1) See MDN Webdocs — <title>
- the SVG accessible name element.
2) Removes the start end end tick of the x-axis and removes the y-scale domain line. See next chapter axes: styling the ticks.
Point scales
Point scales are basically band scales with paddingInner
fixed to 1 (and consequently the bandwidth fixed to zero).
Point scales are typically used for scatterplots with a categorical dimension.
Next example shows a chard of alphabet letter frequencies in English, Dutch and French.
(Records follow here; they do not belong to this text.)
use crate::collaboration::CollaborationError;
use crate::config::ConfigError;
use crate::telemetry::TelemetryError;
use axum::http::StatusCode;
use axum::response::{IntoResponse, Response};
use axum::Json;
use serde_json::json;
use std::fmt;

#[derive(Debug)]
pub enum AppError {
    Config(ConfigError),
    Telemetry(TelemetryError),
    Io(std::io::Error),
    Server(axum::Error),
    Collaboration(CollaborationError),
}

impl fmt::Display for AppError {
    fn fmt(&self, f: &mut fmt::Formatter<'_>) -> fmt::Result {
        match self {
            AppError::Config(err) => write!(f, "configuration error: {}", err),
            AppError::Telemetry(err) => write!(f, "telemetry error: {}", err),
            AppError::Io(err) => write!(f, "io error: {}", err),
            AppError::Server(err) => write!(f, "server error: {}", err),
            AppError::Collaboration(err) => write!(f, "collaboration error: {}", err),
        }
    }
}

impl std::error::Error for AppError {
    fn source(&self) -> Option<&(dyn std::error::Error + 'static)> {
        match self {
            AppError::Config(err) => Some(err),
            AppError::Telemetry(err) => Some(err),
            AppError::Io(err) => Some(err),
            AppError::Server(err) => Some(err),
            AppError::Collaboration(err) => Some(err),
        }
    }
}

impl IntoResponse for AppError {
    fn into_response(self) -> Response {
        let status = match &self {
            AppError::Collaboration(err) => err.status_code(),
            AppError::Config(_)
            | AppError::Telemetry(_)
            | AppError::Io(_)
            | AppError::Server(_) => StatusCode::INTERNAL_SERVER_ERROR,
        };

        let body = Json(json!({ "error": self.to_string() }));
        (status, body).into_response()
    }
}

impl From<ConfigError> for AppError {
    fn from(value: ConfigError) -> Self {
        Self::Config(value)
    }
}

impl From<TelemetryError> for AppError {
    fn from(value: TelemetryError) -> Self {
        Self::Telemetry(value)
    }
}

impl From<std::io::Error> for AppError {
    fn from(value: std::io::Error) -> Self {
        Self::Io(value)
    }
}

impl From<axum::Error> for AppError {
    fn from(value: axum::Error) -> Self {
        Self::Server(value)
    }
}

impl From<CollaborationError> for AppError {
    fn from(value: CollaborationError) -> Self {
        Self::Collaboration(value)
    }
}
const width = 928, // width of the SVG
height = 600, // height of the SVG
margin = {
top: 40,
right: 10,
bottom: 40,
left: 50,
}
const svg = d3.select("#letter-frequency-point-scale")
.attr("width", "100%")
.attr("height", "100%")
.attr("viewBox", `0 0 ${width} ${height}`)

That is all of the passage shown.